Sift through the material below and return the lines with "CacheStore".
■ ■ ■
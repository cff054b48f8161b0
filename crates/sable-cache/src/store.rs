//! The three keyed mapping caches and their TTL/negative-answer policy.

use std::collections::HashMap;
use std::net::IpAddr;

use sable_resolver::{Payload, RequestType};
use tracing::trace;

use crate::events::{EventKind, MappingEvent};
use crate::mapping::Mapping;

/// Synthetic hostname returned for negative reverse mappings when the
/// caller asked to distinguish "cached failure" from "not cached".
pub const NAME_ERROR: &str = "<name-error>";

/// Canonical form of a host name: lowercased, trailing dot stripped.
pub fn canonical_name(name: &str) -> String {
    name.trim_end_matches('.').to_ascii_lowercase()
}

#[derive(Debug, Default)]
struct HostEntry {
    prev: Option<Mapping>,
    current: Option<Mapping>,
}

/// The cache store. Change events produced by ingestion and cleanup
/// accumulate internally and are drained by the owner via
/// [`CacheStore::take_events`].
#[derive(Debug)]
pub struct CacheStore {
    hosts: HashMap<String, HostEntry>,
    addrs: HashMap<IpAddr, Mapping>,
    texts: HashMap<String, Mapping>,
    negative_ttl: u32,
    events: Vec<MappingEvent>,
}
■ ■ ■
_Output of the exercise_:
/// [`CacheStore::take_events`].
pub struct CacheStore {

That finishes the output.